Taking a cue from the success of vegetable cultivation among the student community, many schools are now reserving a small corner in the garden to grow herbs. As many as 50 more schools in the district will boast of their own medicinal garden in the coming months.
The project was first launched at the Karthika Tirunal Girl’s Higher Secondary School, Manacaud, last year. Since then, 15 schools have created their own herbal garden with funding from the Kerala State Medicinal Plants Board.
The plants are supplied by the Pharmacognosy unit under the Ayurveda Research Institute, Poojappura, which is the implementing agency for the project.
As many as 50 potted plants and 30 saplings of herbs, including Pavizhamalli, Nelli, Naga Poovu, and Njaval, are supplied to these schools.
“Experts from the research institute selected these schools based on the strength and land available for cultivation.
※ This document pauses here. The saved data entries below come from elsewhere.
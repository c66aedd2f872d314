// encode.rs
//
// Copyright (c) 2019-2026  Douglas Lau
//
//! Frame encoding session
use crate::block::{
    DisposalMethod, GraphicControl, ImageDesc, LoopCount, Preamble, Trailer,
};
use crate::delta::{self, Reference, Region};
use crate::error::{Error, Result};
use crate::lzw::Compressor;
use crate::pack::BitPacker;
use crate::palette::ColorTable;
use crate::private::Config;
use crate::sink::Sink;
use pix::gray::{Gray, Gray8};
use pix::Raster;
use std::io::Write;

/// What frames are drawn over
enum Backdrop {
    /// Each frame is kept; the next one only covers what changed
    Previous(Vec<u8>),
    /// Each frame is cleared to a transparent background color
    Background(u8),
}

impl Backdrop {
    /// Get the reference for changed-region detection
    fn reference(&self) -> Reference<'_> {
        match self {
            Backdrop::Previous(frame) => Reference::Frame(frame),
            Backdrop::Background(clr) => Reference::Background(*clr),
        }
    }

    /// Get the disposal method for frames
    fn disposal_method(&self) -> DisposalMethod {
        match self {
            Backdrop::Previous(_) => DisposalMethod::Keep,
            Backdrop::Background(_) => DisposalMethod::Background,
        }
    }

    /// Get the transparent color
    fn transparent_color(&self) -> Option<u8> {
        match self {
            Backdrop::Previous(_) => None,
            Backdrop::Background(clr) => Some(*clr),
        }
    }
}

/// Allocate a frame buffer
fn alloc_frame(len: usize) -> Result<Vec<u8>> {
    let mut frame = Vec::new();
    frame.try_reserve_exact(len)?;
    frame.resize(len, 0);
    Ok(frame)
}

/// Animated GIF frame encoder.
///
/// Draw into [frame_mut] (or use [set_frame] / [set_raster]), then call
/// [add_frame].  Only the region which changed since the previous frame is
/// encoded.  Call [finish] after the last frame to write the trailer.
///
/// Created with Encoder.[into_frame_enc].
///
/// [add_frame]: struct.FrameEnc.html#method.add_frame
/// [finish]: struct.FrameEnc.html#method.finish
/// [frame_mut]: struct.FrameEnc.html#method.frame_mut
/// [into_frame_enc]: ../struct.Encoder.html#method.into_frame_enc
/// [set_frame]: struct.FrameEnc.html#method.set_frame
/// [set_raster]: struct.FrameEnc.html#method.set_raster
pub struct FrameEnc<W: Write> {
    /// Output sink
    sink: Sink<W>,
    /// Canvas width
    width: u16,
    /// Canvas height
    height: u16,
    /// Color depth (bits per pixel)
    depth: u8,
    /// Global color table
    color_table: ColorTable,
    /// Frame being drawn
    frame: Vec<u8>,
    /// Previous frame or background color
    backdrop: Backdrop,
    /// Number of frames encoded
    n_frames: usize,
    /// Region of the most recent frame
    region: Option<Region>,
    /// A frame failed to encode
    aborted: bool,
}

impl<W: Write> FrameEnc<W> {
    /// Create a frame encoder, writing the preamble blocks
    pub(crate) fn new(
        writer: W,
        width: u16,
        height: u16,
        config: Config,
    ) -> Result<Self> {
        if width == 0 || height == 0 {
            return Err(Error::InvalidFrameDimensions);
        }
        let depth = config.depth();
        let color_table = config
            .color_table
            .unwrap_or_else(|| ColorTable::with_depth(depth))
            .fit_depth(depth);
        let len = usize::from(width) * usize::from(height);
        let frame = alloc_frame(len)?;
        let backdrop = match config.background {
            Some(clr) => Backdrop::Background(clr),
            None => Backdrop::Previous(alloc_frame(len)?),
        };
        let mut sink = Sink::new(writer);
        Preamble::new(width, height, &color_table)
            .with_background_color_idx(config.background.unwrap_or(0))
            .format(&mut sink)?;
        if let Some(count) = config.loop_count {
            LoopCount(count).format(&mut sink)?;
        }
        debug!("canvas {}x{}, depth {}", width, height, depth);
        Ok(FrameEnc {
            sink,
            width,
            height,
            depth,
            color_table,
            frame,
            backdrop,
            n_frames: 0,
            region: None,
            aborted: false,
        })
    }

    /// Get the canvas width
    pub fn width(&self) -> u16 {
        self.width
    }

    /// Get the canvas height
    pub fn height(&self) -> u16 {
        self.height
    }

    /// Get the color depth (bits per pixel)
    pub fn depth(&self) -> u8 {
        self.depth
    }

    /// Get the global color table, as written
    pub fn color_table(&self) -> &ColorTable {
        &self.color_table
    }

    /// Get the number of frames added
    pub fn frame_count(&self) -> usize {
        self.n_frames
    }

    /// Get the region encoded for the most recent frame
    pub fn region(&self) -> Option<Region> {
        self.region
    }

    /// Get the disposal method used for frames
    pub fn disposal_method(&self) -> DisposalMethod {
        self.backdrop.disposal_method()
    }

    /// Get the frame being drawn
    pub fn frame(&self) -> &[u8] {
        &self.frame
    }

    /// Get the frame being drawn, mutably.
    ///
    /// Without a background color, frame buffers are swapped after each
    /// frame: this then holds the frame *before* the previous one, and must
    /// be redrawn completely.
    pub fn frame_mut(&mut self) -> &mut [u8] {
        &mut self.frame
    }

    /// Get the most recently added frame (without a background color)
    pub fn previous_frame(&self) -> Option<&[u8]> {
        match &self.backdrop {
            Backdrop::Previous(frame) if self.n_frames > 0 => Some(frame),
            _ => None,
        }
    }

    /// Copy pixels into the frame
    pub fn set_frame(&mut self, pixels: &[u8]) -> Result<()> {
        if pixels.len() != self.frame.len() {
            return Err(Error::InvalidRasterDimensions);
        }
        self.frame.copy_from_slice(pixels);
        Ok(())
    }

    /// Copy an indexed raster into the frame
    pub fn set_raster(&mut self, raster: &Raster<Gray8>) -> Result<()> {
        if raster.width() != u32::from(self.width)
            || raster.height() != u32::from(self.height)
        {
            return Err(Error::InvalidRasterDimensions);
        }
        for (dst, src) in self.frame.iter_mut().zip(raster.pixels()) {
            *dst = u8::from(Gray::value(*src));
        }
        Ok(())
    }

    /// Encode the frame.
    ///
    /// * `delay_cs`: Delay before the next frame (centiseconds).
    ///
    /// Any error aborts the session; later calls return [Error::Aborted].
    ///
    /// [Error::Aborted]: ../enum.Error.html#variant.Aborted
    pub fn add_frame(&mut self, delay_cs: u16) -> Result<()> {
        if self.aborted {
            return Err(Error::Aborted);
        }
        match self.encode_frame(delay_cs) {
            Ok(region) => self.region = Some(region),
            Err(err) => {
                warn!("frame {} failed: {}", self.n_frames, err);
                self.aborted = true;
                return Err(err);
            }
        }
        self.n_frames += 1;
        if let Backdrop::Previous(previous) = &mut self.backdrop {
            std::mem::swap(&mut self.frame, previous);
        }
        Ok(())
    }

    /// Get the region of the frame to encode
    fn frame_region(&self) -> Result<Region> {
        if self.n_frames == 0 {
            return Ok(Region::full(self.width, self.height));
        }
        let reference = self.backdrop.reference();
        match delta::changed_region(&self.frame, reference, self.width)? {
            Some(region) => Ok(region),
            None => {
                // nothing changed, but the delay still needs a frame
                Ok(Region::unit())
            }
        }
    }

    /// Encode control, descriptor and image data blocks
    fn encode_frame(&mut self, delay_cs: u16) -> Result<Region> {
        let compressor = Compressor::new(self.depth)?;
        let region = self.frame_region()?;
        debug!("frame {}: {:?}", self.n_frames, region);
        let transparent = self.backdrop.transparent_color();
        if delay_cs > 0 || transparent.is_some() {
            GraphicControl::default()
                .with_disposal_method(self.backdrop.disposal_method())
                .with_delay_time_cs(delay_cs)
                .with_transparent_color(transparent)
                .format(&mut self.sink)?;
        }
        ImageDesc(region).format(&mut self.sink)?;
        self.sink.write_all(&[self.depth])?; // minimum code size
        let mut packer = BitPacker::new(&mut self.sink);
        let pixels = region.pixels(&self.frame, usize::from(self.width));
        compressor.compress(pixels, &mut packer)?;
        packer.finish()?;
        Ok(region)
    }

    /// Write the trailer and flush the sink.
    ///
    /// Returns the total number of bytes written.
    pub fn finish(mut self) -> Result<u64> {
        if self.aborted {
            return Err(Error::Aborted);
        }
        Trailer::default().format(&mut self.sink)?;
        self.sink.flush()?;
        let size = self.sink.position();
        debug!("{} frames, {} bytes", self.n_frames, size);
        Ok(size)
    }
}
The students are given training on growing these plants,” said G.R. Jayakumar, senior research officer at the institute.
They are also provided with three activity and guide books (Grihankanathil Oru Oushadhodyanam, Susthira Oushadha Sasyakrishi, and Oushadha Sasyakrishiyum Paripalanavum), which details the complete care and cultivation of medicinal plants.
According to a study report conducted by the Kerala State Medicinal Plants Board, only seven per cent of the raw materials are obtained from cultivated land, while the collection is mainly from wild. However, the increase in demand led to unscientific and destructive harvesting, thereby causing a depletion of the vast resources.
The project is also aimed at creating an interest among the younger generation about traditional medicines and conservation of herbs indigenous to the State. For this, the organisers have also taken care to provide laminated name board for each plant that is spotted in the garden. The name boards will contain details of each herb, including the biological name and its medicinal properties.
The organisers feel that it is important that the children are also aware of the present situation where there is lack of availability of medicinal plants for the preparation of Ayurvedic medicines.
According to an official, close to 450 species of medicinal plants are used for making Ayurvedic medicines, while approximately 200 species are used in the medical manufacturing industries.